ASSIGNMENT: If a line in the records below contains the word "process", return that line.

DATASET EXTRACT:
//! Durable root reference stored as a single pointer file.
//!
//! The file holds the root id as 64 hex characters and a newline. Updates
//! write a synced temporary file beside it and rename it over the old one,
//! so a reader opening the file sees either the old or the new id, never a
//! mix. A swap holds an exclusive advisory lock on `ROOT.lock` from the
//! re-read to the rename, so every handle on the repository, in this process
//! or another, sees swaps in one total order.

use std::fs::{self, File, OpenOptions};
use std::io::Write;
use std::path::{Path, PathBuf};

use arbor_types::ObjectId;
use fs4::FileExt;
use tempfile::NamedTempFile;
use tracing::{debug, info};

use crate::error::{RefError, Result};
use crate::traits::RootRef;

/// A [`RootRef`] persisted at a filesystem path.
#[derive(Debug)]
pub struct FileRootRef {
    path: PathBuf,
    lock_path: PathBuf,
}

impl FileRootRef {
    /// Open an existing reference file.
    pub fn open(path: impl Into<PathBuf>) -> Result<Self> {
        let path = path.into();
        if !path.is_file() {
            return Err(RefError::Uninitialized);
        }
        let this = Self::at(path);
        // Surface a corrupt file at open time rather than on first use.
        this.load()?;
        Ok(this)
    }

    /// Create a new reference file pointing at `root`.
    pub fn create(path: impl Into<PathBuf>, root: &ObjectId) -> Result<Self> {
        let path = path.into();
        if path.exists() {
            return Err(RefError::AlreadyExists);
        }
        if let Some(parent) = path.parent() {
            fs::create_dir_all(parent)?;
        }
        Self::write_atomic(&path, root)?;
        info!(path = %path.display(), root = %root.short_hex(), "created root reference");
        Ok(Self::at(path))
    }

    fn at(path: PathBuf) -> Self {
        let lock_path = path.with_extension("lock");
        Self { path, lock_path }
    }

    pub fn path(&self) -> &Path {
        &self.path
    }

    /// Block until this process holds the swap lock. Released when the
    /// returned file is dropped.
    fn acquire_lock(&self) -> Result<File> {
        let file = OpenOptions::new()
            .create(true)
            .read(true)
            .write(true)
            .truncate(true)
            .open(&self.lock_path)?;
        file.lock_exclusive()?;
        Ok(file)
    }

    fn write_atomic(path: &Path, root: &ObjectId) -> Result<()> {
        let dir = path.parent().unwrap_or_else(|| Path::new("."));
        let mut tmp = NamedTempFile::new_in(dir)?;
        writeln!(tmp, "{root}")?;
        tmp.as_file().sync_all()?;
        tmp.persist(path).map_err(|e| RefError::Io(e.error))?;
        Self::sync_dir(dir)
    }

    #[cfg(unix)]
    fn sync_dir(dir: &Path) -> Result<()> {
        File::open(dir)?.sync_all()?;
        Ok(())
    }

    #[cfg(not(unix))]
    fn sync_dir(_dir: &Path) -> Result<()> {
        Ok(())
    }
}

impl RootRef for FileRootRef {
    fn load(&self) -> Result<ObjectId> {
        let text = fs::read_to_string(&self.path).map_err(|e| {
            if e.kind() == std::io::ErrorKind::NotFound {
                RefError::Uninitialized
            } else {
                RefError::Io(e)
            }
        })?;
        Ok(ObjectId::from_hex(&text)?)
    }

    fn compare_and_swap(&self, expected: &ObjectId, new: &ObjectId) -> Result<()> {
        let _lock = self.acquire_lock()?;

        let actual = self.load()?;
        if actual != *expected {
            return Err(RefError::Conflict {
                expected: *expected,
                actual,
            });
        }
        Self::write_atomic(&self.path, new)?;
        debug!(from = %expected.short_hex(), to = %new.short_hex(), "root swapped");
        Ok(())
    }
}

#[cfg(test)]
mod tests {
    use super::*;

    fn id(n: u8) -> ObjectId {
        ObjectId::from_hash([n; 32])
    }

    #[test]
    fn create_then_open() {
        let dir = tempfile::tempdir().unwrap();
        let path = dir.path().join("ROOT");
        FileRootRef::create(&path, &id(7)).unwrap();

        let reopened = FileRootRef::open(&path).unwrap();
        assert_eq!(reopened.load().unwrap(), id(7));
        assert_eq!(
            fs::read_to_string(&path).unwrap(),
            format!("{}\n", id(7).to_hex())
        );
    }

    #[test]
    fn create_refuses_existing_file() {
        let dir = tempfile::tempdir().unwrap();
        let path = dir.path().join("ROOT");
        FileRootRef::create(&path, &id(1)).unwrap();
        assert!(matches!(
            FileRootRef::create(&path, &id(2)),
            Err(RefError::AlreadyExists)
        ));
    }

    #[test]
    fn open_missing_is_uninitialized() {
        let dir = tempfile::tempdir().unwrap();
        assert!(matches!(
            FileRootRef::open(dir.path().join("ROOT")),
            Err(RefError::Uninitialized)
        ));
    }

    #[test]
    fn open_corrupt_file_fails() {
        let dir = tempfile::tempdir().unwrap();
        let path = dir.path().join("ROOT");
        fs::write(&path, "not-a-hash\n").unwrap();
        assert!(matches!(FileRootRef::open(&path), Err(RefError::Corrupt(_))));
    }

    #[test]
    fn swap_persists_across_reopen() {
        let dir = tempfile::tempdir().unwrap();
        let path = dir.path().join("ROOT");
        let r = FileRootRef::create(&path, &id(1)).unwrap();
        r.compare_and_swap(&id(1), &id(2)).unwrap();
        drop(r);

        assert_eq!(FileRootRef::open(&path).unwrap().load().unwrap(), id(2));
    }

    #[test]
    fn stale_swap_conflicts() {
        let dir = tempfile::tempdir().unwrap();
        let r = FileRootRef::create(dir.path().join("ROOT"), &id(1)).unwrap();
        r.compare_and_swap(&id(1), &id(2)).unwrap();

        let err = r.compare_and_swap(&id(1), &id(3)).unwrap_err();
        assert!(err.is_conflict());
        assert_eq!(r.load().unwrap(), id(2));
    }

    #[test]
    fn swap_leaves_only_root_and_lock() {
        let dir = tempfile::tempdir().unwrap();
        let path = dir.path().join("ROOT");
        let r = FileRootRef::create(&path, &id(1)).unwrap();
        r.compare_and_swap(&id(1), &id(2)).unwrap();
        r.compare_and_swap(&id(2), &id(3)).unwrap();

        let mut names: Vec<_> = fs::read_dir(dir.path())
            .unwrap()
            .map(|e| e.unwrap().file_name().into_string().unwrap())
            .collect();
        names.sort();
        assert_eq!(names, vec!["ROOT", "ROOT.lock"]);
        assert_eq!(fs::read_to_string(&path).unwrap(), format!("{}\n", id(3)));
    }

    #[test]
    fn separate_handles_have_one_winner() {
        use std::sync::Arc;
        use std::thread;

        let dir = tempfile::tempdir().unwrap();
        let path = dir.path().join("ROOT");
        FileRootRef::create(&path, &id(0)).unwrap();

        let path = Arc::new(path);
        let handles: Vec<_> = (1..=8u8)
            .map(|n| {
                let path = Arc::clone(&path);
                thread::spawn(move || {
                    let r = FileRootRef::open(path.as_path()).unwrap();
                    r.compare_and_swap(&id(0), &id(n)).is_ok()
                })
            })
            .collect();

        let winners = handles
            .into_iter()
            .map(|h| h.join().expect("thread should not panic"))
            .filter(|won| *won)
            .count();
        assert_eq!(winners, 1);
        assert!(dir.path().join("ROOT.lock").is_file());
    }

    #[test]
    fn swap_chain_across_handles_loses_nothing() {
        use std::thread;

        let dir = tempfile::tempdir().unwrap();
        let path = dir.path().join("ROOT");
        FileRootRef::create(&path, &id(0)).unwrap();

        // Each thread bumps the counter encoded in byte 0, retrying on conflict.
        let handles: Vec<_> = (0..4)
            .map(|_| {
                let path = path.clone();
                thread::spawn(move || {
                    let r = FileRootRef::open(&path).unwrap();
                    for _ in 0..25 {
                        loop {
                            let cur = r.load().unwrap();
                            let next = id(cur.as_bytes()[0] + 1);
                            match r.compare_and_swap(&cur, &next) {
                                Ok(()) => break,
                                Err(e) if e.is_conflict() => continue,
                                Err(e) => panic!("unexpected error: {e}"),
                            }
                        }
                    }
                })
            })
            .collect();
        for h in handles {
            h.join().unwrap();
        }
        assert_eq!(FileRootRef::open(&path).unwrap().load().unwrap(), id(100));
    }
}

REPLY TO THE TASK:
//! re-read to the rename, so every handle on the repository, in this process
    /// Block until this process holds the swap lock. Released when the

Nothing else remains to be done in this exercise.